The apparent, obvious answer is to use a readily available blogging platform. According to TopTenReviews.com the top 5 blogging software platforms for 2012 (so far) are:
1. WordPress
2. Typepad
3. Squarespace
4. LiveJournal
5. Blogger
The popular blogging platforms amongst the jewelers we work with seem to be WordPress and Blogger. WordPress has a lot of features and can be used not only as a blog, but also to run the entire operations of your website. On the other hand, Blogger is not much more than a blog publishing site.
The purpose of a blog is to attract attention from the search engines. That attention translates into organic visitors that read your blog. The hope is that visitors will click the link from your blog to your website... the key word there is "hope."
Blogging is not something you might find intuitive, or even have the desire to do. If you're like most jewelers, you will be more focused on displaying products, designer information, and store information on your website; you might even be dabbling in e-commerce. For most jewelers it takes a long time to understand the true need for blogging for SEO results. In other words, blogging is an afterthought when in fact it's an important front line component in online marketing.
WordPress and Blogger have become the popular platforms to set up those "afterthought" blogs, when the jeweler's website should have been reprogrammed to include the blog within the site.
Google will gladly show your jewelry blog in the SERP if your topic is well written and provides value to readers. They have their own way of determining "adding value" which we're not covering in this Daily Golden Nugget. In any case, if you post 2 or 3 blog entries per month, your blog will eventually attract 30 to 70 visitors per day organically, i.e. without trying.

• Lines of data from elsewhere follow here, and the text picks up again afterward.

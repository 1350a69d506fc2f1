/// Pipeline events emitted while a receptor is being prepared.
#[derive(Debug, Clone, PartialEq)]
pub enum Progress {
    PhaseStart { name: &'static str },
    PhaseFinish,

    TaskStart { total_steps: u64 },
    TaskIncrement,
    TaskFinish,

    Message(String),
}

pub type ProgressCallback<'a> = Box<dyn Fn(Progress) + Send + Sync + 'a>;

#[derive(Default)]
pub struct ProgressReporter<'a> {
    callback: Option<ProgressCallback<'a>>,
}

impl<'a> ProgressReporter<'a> {
    pub fn new() -> Self {
        Self::default()
    }

    pub fn with_callback(callback: ProgressCallback<'a>) -> Self {
        Self {
            callback: Some(callback),
        }
    }

    #[inline]
    pub fn report(&self, event: Progress) {
        if let Some(cb) = &self.callback {
            cb(event);
        }
    }

    /// Runs `f` between a `PhaseStart`/`PhaseFinish` pair. The finish event is sent even when
    /// `f` returns an error.
    pub fn phase<T>(&self, name: &'static str, f: impl FnOnce() -> T) -> T {
        self.report(Progress::PhaseStart { name });
        let result = f();
        self.report(Progress::PhaseFinish);
        result
    }
}
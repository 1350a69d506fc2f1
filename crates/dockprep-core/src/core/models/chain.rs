use super::ids::{ModelId, ResidueId};

#[derive(Debug, Clone, PartialEq, Eq)]
pub struct Chain {
    pub id: char,                        // Chain identifier (e.g., 'A', 'B')
    pub model_id: ModelId,               // ID of the parent model
    pub(crate) residues: Vec<ResidueId>, // Residues in file order
}

impl Chain {
    pub(crate) fn new(id: char, model_id: ModelId) -> Self {
        Self {
            id,
            model_id,
            residues: Vec::new(),
        }
    }

    pub fn residues(&self) -> &[ResidueId] {
        &self.residues
    }
}
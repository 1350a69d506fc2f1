use crate::cli::InspectArgs;
use crate::config::builder::build_inspect_config;
use crate::error::Result;
use crate::utils::progress::CliProgressHandler;
use dockprep::engine::findings::write_csv_to_path;
use dockprep::engine::progress::ProgressReporter;
use dockprep::workflows;
use tracing::info;

pub fn run(args: InspectArgs, progress: &CliProgressHandler) -> Result<()> {
    let config = build_inspect_config(&args)?;
    let reporter = ProgressReporter::with_callback(progress.get_callback());

    info!("Invoking the core inspect workflow...");
    let report = workflows::inspect::run(
        &config.input_path,
        config.selection,
        &config.substitutions,
        &reporter,
    )?;

    println!(
        "{}: model {}, {} atoms in {} residues, {} disorder group(s), {} parse warning(s).",
        config.input_path.display(),
        config.selection.model_id,
        report.atom_count,
        report.residue_count,
        report.disorder_groups,
        report.parse_warnings
    );
    super::print_findings(&report.findings);

    if let Some(report_path) = &config.report_path {
        write_csv_to_path(report_path, &report.findings)?;
        println!("Findings written to: {}", report_path.display());
    }
    Ok(())
}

How many of those 30 or 70 visitors would you like to click from your blog to your regular store's website? 2%? 10%? 20%?
If you write a quality blog entry two or three times per month, you could get as many as 7 people per day clicking from the WordPress/Blogger site to your store's website. Of course you'd have to check your own Google Analytics account to see these numbers; you might also need a calculator to crunch them.
What if you there were a way to get 100% of all your blog visitors to visit your actual website? That would be 30 to 70 extra people per day that are lead to your website.
Isn't that worth something to you?
This is where the afterthought blog setup really hurts. Instead of creating an offsite blogging account with WordPress or Blogger, you should build the blog into your site. Google will still find the blog and still send you all that organic traffic. But now, instead of hoping they will click 1 more link to your website, you already have a captive audience to show some other creative marketing message to.
Let's bottom line this Daily Golden Nugget: Put your blog on your website, not off site; just ask your web programmer how to do this.